Alkisah, serombongan pendeta datang ke Madinah. Mereka bertanya kepada Khalifah Abu Bakar tentang Nabi saww dan Kitab yang dibawanya – Al-Qur’an.
Abubakar berkata,”Betul, telah datang kepada kami Nabi kami dan ia membawa Kitab suci.”
Lalu terjadi dialog berikut:
+ Adakah dalam Kitab Suci itu disebut wajah Allah?
– Betul.
+ Apa tafsirnya?
– Ini pertanyaan yang terlarang dalam agama kami. Nabi saw tidak menjelaskannya kepada kami.
Para pendeta itu tertawa sambil berkata,”Demi Allah. Nabi kamu itu hanya pendusta belaka. Dan kitab sucimu itu hanyalah kepalsuan dan kebohongan saja.”

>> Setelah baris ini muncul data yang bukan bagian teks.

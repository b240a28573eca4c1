//! Human-readable JSON persistence for mined and learned state.
//!
//! Writes go through a temporary file in the target directory followed by an
//! atomic rename, so a crash mid-write never leaves a truncated artifact.
//! Reads distinguish "absent" from "unreadable" so callers can decide how to
//! degrade.

use std::fs::{self, File};
use std::io::{BufWriter, Write};
use std::path::Path;

use serde::Serialize;
use serde::de::DeserializeOwned;
use tempfile::NamedTempFile;

use crate::error::{GlossaError, Result};

/// Serialize `value` as pretty JSON and atomically replace `path`.
pub fn write_json_atomic<T: Serialize, P: AsRef<Path>>(path: P, value: &T) -> Result<()> {
    let path = path.as_ref();
    let parent_dir = match path.parent() {
        Some(dir) if !dir.as_os_str().is_empty() => dir,
        _ => Path::new("."),
    };
    fs::create_dir_all(parent_dir)?;

    let temp_file = NamedTempFile::new_in(parent_dir)?;
    {
        let mut writer = BufWriter::new(temp_file.as_file());
        serde_json::to_writer_pretty(&mut writer, value)?;
        writer.flush()?;
    }

    temp_file.persist(path).map_err(|e| {
        GlossaError::storage(format!("Failed to persist '{}': {}", path.display(), e.error))
    })?;
    Ok(())
}

/// Read a JSON artifact. Returns `Ok(None)` when the file does not exist.
pub fn read_json<T: DeserializeOwned, P: AsRef<Path>>(path: P) -> Result<Option<T>> {
    let path = path.as_ref();
    if !path.exists() {
        return Ok(None);
    }

    let file = File::open(path)?;
    let value = serde_json::from_reader(std::io::BufReader::new(file)).map_err(|e| {
        GlossaError::storage(format!("Failed to parse '{}': {e}", path.display()))
    })?;
    Ok(Some(value))
}

#[cfg(test)]
mod tests {
    use std::collections::BTreeMap;

    use tempfile::TempDir;

    use super::*;

    #[test]
    fn test_roundtrip_and_missing() {
        let dir = TempDir::new().unwrap();
        let path = dir.path().join("nested").join("state.json");

        let missing: Option<BTreeMap<String, u32>> = read_json(&path).unwrap();
        assert!(missing.is_none());

        let mut value = BTreeMap::new();
        value.insert("машина".to_string(), 3u32);
        write_json_atomic(&path, &value).unwrap();

        let loaded: BTreeMap<String, u32> = read_json(&path).unwrap().unwrap();
        assert_eq!(loaded, value);
        // human-readable on disk
        assert!(fs::read_to_string(&path).unwrap().contains("машина"));
    }

    #[test]
    fn test_malformed_file_is_an_error() {
        let dir = TempDir::new().unwrap();
        let path = dir.path().join("broken.json");
        fs::write(&path, "{ not json").unwrap();

        let result: Result<Option<BTreeMap<String, u32>>> = read_json(&path);
        assert!(matches!(result, Err(GlossaError::Storage(_))));
    }
}
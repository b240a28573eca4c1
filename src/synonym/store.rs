//! Persisted synonym data and symmetric lookup.
//!
//! Groups are stored anchor-keyed, exactly as mining produced them. Lookups
//! must nevertheless work from either side of a pair, so the store derives a
//! reverse index (member → anchors) whenever its data is loaded or replaced.
//!
//! The on-disk artifact is plain JSON and may be hand-edited between runs:
//!
//! ```json
//! {
//!   "synonyms": { "врач": ["доктор"] },
//!   "confidenceScores": { "врач": 0.82 },
//!   "statistics": { "totalPairsConsidered": 120, "pairsAccepted": 14 },
//!   "lastUpdated": "2024-03-01T12:00:00Z"
//! }
//! ```

use std::collections::{BTreeMap, BTreeSet};
use std::path::Path;

use ahash::AHashMap;
use chrono::{DateTime, Utc};
use log::{info, warn};
use serde::{Deserialize, Serialize};

use crate::analysis::tokenizer::normalize;
use crate::error::Result;
use crate::persistence::{read_json, write_json_atomic};
use crate::synonym::SynonymGroups;
use crate::synonym::validator::RejectionCounts;

/// Statistics of the mining run that produced the data.
#[derive(Debug, Clone, Default, PartialEq, Serialize, Deserialize)]
#[serde(rename_all = "camelCase", default)]
pub struct SynonymStatistics {
    pub total_pairs_considered: usize,
    pub pairs_accepted: usize,
    pub min_similarity: f64,
    pub avg_similarity: f64,
    pub max_similarity: f64,
    pub total_groups: usize,
    pub total_documents: usize,
    pub rejections: RejectionCounts,
}

/// The persisted synonym artifact.
#[derive(Debug, Clone, Default, PartialEq, Serialize, Deserialize)]
#[serde(rename_all = "camelCase", default)]
pub struct SynonymData {
    /// Anchor word → validated synonyms.
    pub synonyms: SynonymGroups,
    /// Anchor word → confidence in [0, 1].
    pub confidence_scores: BTreeMap<String, f64>,
    pub statistics: SynonymStatistics,
    pub last_updated: Option<DateTime<Utc>>,
}

impl SynonymData {
    /// Normalize words, drop self-mappings and empty groups, clamp confidences.
    ///
    /// Applied to everything entering a store, since the file may have been
    /// edited by hand.
    pub fn sanitized(self) -> Self {
        let mut synonyms = SynonymGroups::new();
        for (anchor, words) in self.synonyms {
            let anchor = normalize(&anchor);
            if anchor.is_empty() {
                continue;
            }
            let words: BTreeSet<String> = words
                .iter()
                .map(|w| normalize(w))
                .filter(|w| !w.is_empty() && *w != anchor)
                .collect();
            if !words.is_empty() {
                synonyms.entry(anchor).or_default().extend(words);
            }
        }

        let confidence_scores = self
            .confidence_scores
            .into_iter()
            .map(|(word, score)| (normalize(&word), score))
            .filter(|(word, score)| synonyms.contains_key(word) && score.is_finite())
            .map(|(word, score)| (word, score.clamp(0.0, 1.0)))
            .collect();

        SynonymData {
            synonyms,
            confidence_scores,
            statistics: self.statistics,
            last_updated: self.last_updated,
        }
    }
}

/// In-memory synonym store with a derived reverse index.
#[derive(Debug, Clone, Default)]
pub struct SynonymStore {
    data: SynonymData,
    /// Member word → anchors whose group contains it.
    reverse: AHashMap<String, BTreeSet<String>>,
}

impl SynonymStore {
    /// Create an empty store.
    pub fn new() -> Self {
        Self::default()
    }

    /// Create a store from mined data.
    pub fn from_data(data: SynonymData) -> Self {
        let mut store = SynonymStore::new();
        store.replace(data);
        store
    }

    /// Load a store from disk.
    ///
    /// A missing or malformed file yields an empty store: expansion then
    /// degrades to "no synonyms" instead of failing.
    pub fn load<P: AsRef<Path>>(path: P) -> Self {
        let path = path.as_ref();
        match read_json::<SynonymData, _>(path) {
            Ok(Some(data)) => {
                let store = Self::from_data(data);
                info!(
                    "Loaded {} synonym groups from {}",
                    store.group_count(),
                    path.display()
                );
                store
            }
            Ok(None) => {
                info!("No synonym data at {}, starting empty", path.display());
                SynonymStore::new()
            }
            Err(e) => {
                warn!("Ignoring unreadable synonym data: {e}");
                SynonymStore::new()
            }
        }
    }

    /// Persist the current data as pretty JSON.
    pub fn save<P: AsRef<Path>>(&self, path: P) -> Result<()> {
        write_json_atomic(path, &self.data)
    }

    /// Replace all data wholesale and rebuild the reverse index.
    pub fn replace(&mut self, data: SynonymData) {
        self.data = data.sanitized();
        self.reverse.clear();
        for (anchor, words) in &self.data.synonyms {
            for word in words {
                self.reverse
                    .entry(word.clone())
                    .or_default()
                    .insert(anchor.clone());
            }
        }
    }

    /// The underlying data.
    pub fn data(&self) -> &SynonymData {
        &self.data
    }

    /// Number of anchor groups.
    pub fn group_count(&self) -> usize {
        self.data.synonyms.len()
    }

    /// Whether the store holds no groups.
    pub fn is_empty(&self) -> bool {
        self.data.synonyms.is_empty()
    }

    /// Synonyms of a word, looked up from either side of a group.
    ///
    /// The result is the word's own group plus, for every group the word is
    /// a member of, that group's anchor and other members. The word itself is
    /// never included.
    pub fn synonyms_of(&self, word: &str) -> BTreeSet<String> {
        let mut result = BTreeSet::new();

        if let Some(words) = self.data.synonyms.get(word) {
            result.extend(words.iter().cloned());
        }
        if let Some(anchors) = self.reverse.get(word) {
            for anchor in anchors {
                result.insert(anchor.clone());
                if let Some(words) = self.data.synonyms.get(anchor) {
                    result.extend(words.iter().cloned());
                }
            }
        }

        result.remove(word);
        result
    }

    /// Confidence attached to a word.
    ///
    /// Anchors use their own score; plain members inherit the best score of
    /// the groups containing them. Unknown words have no confidence.
    pub fn confidence_of(&self, word: &str) -> Option<f64> {
        let own = self.data.confidence_scores.get(word).copied();
        let inherited = self.reverse.get(word).and_then(|anchors| {
            anchors
                .iter()
                .filter_map(|a| self.data.confidence_scores.get(a).copied())
                .reduce(f64::max)
        });

        match (own, inherited) {
            (Some(a), Some(b)) => Some(a.max(b)),
            (a, b) => a.or(b),
        }
    }
}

Ketika keluar dari situ, Salman Al-Farisi mengajak mereka menemui Imam Ali bin Abithalib a.s., ‘pintu kota’ ilmunya Nabi saw.
Kepadanya, para pendeta mengajukan pertanyaan yang sama.
Ali lalu berkata,”Aku akan menjawabnya dengan demontrasi, tidak dengan ucapan.”
Lalu ayah Imam Hasan dan Husain a.s. itu memerintahkan agar dikumpulkan kayu bakar dan ia pun membakarnya.
Api menyala-nyala dari unggun kayu bakar.
Ali lalu bertanya para para pendeta,”Wahai pendeta, mana muka api?”
Maka, semua pendeta itu menjawab: “Ini semua muka api.”
Mendengar itu, Ali berkata,”Semua wujud ini adalah wajah Allah.”
Kemudian Imam Ali a.s. membaca Al-qur’an Surat 2 ayat 115:
“Ke mana pun kamu menghadap di situ wajah Allah.”
Tidak cukup begitu. Imam Ali (yang adalah lelaki pertama yang masuk Islam) itu menambahkan: ”Semuanya binasa, kecuali wajah-Nya. Kepunyaan-Nya segala hukum. Dan kepada-Nya kamu semua kembali. “(Q.S. 28: 88).
Mendengar penjelasan itu, semua pendeta tadi masuk Islam.
(Diinspirasi dari buku ‘Rahasia Basmallah dan Hamdalah‘, karya Ayatullah Khomeini, Mizan, 1994).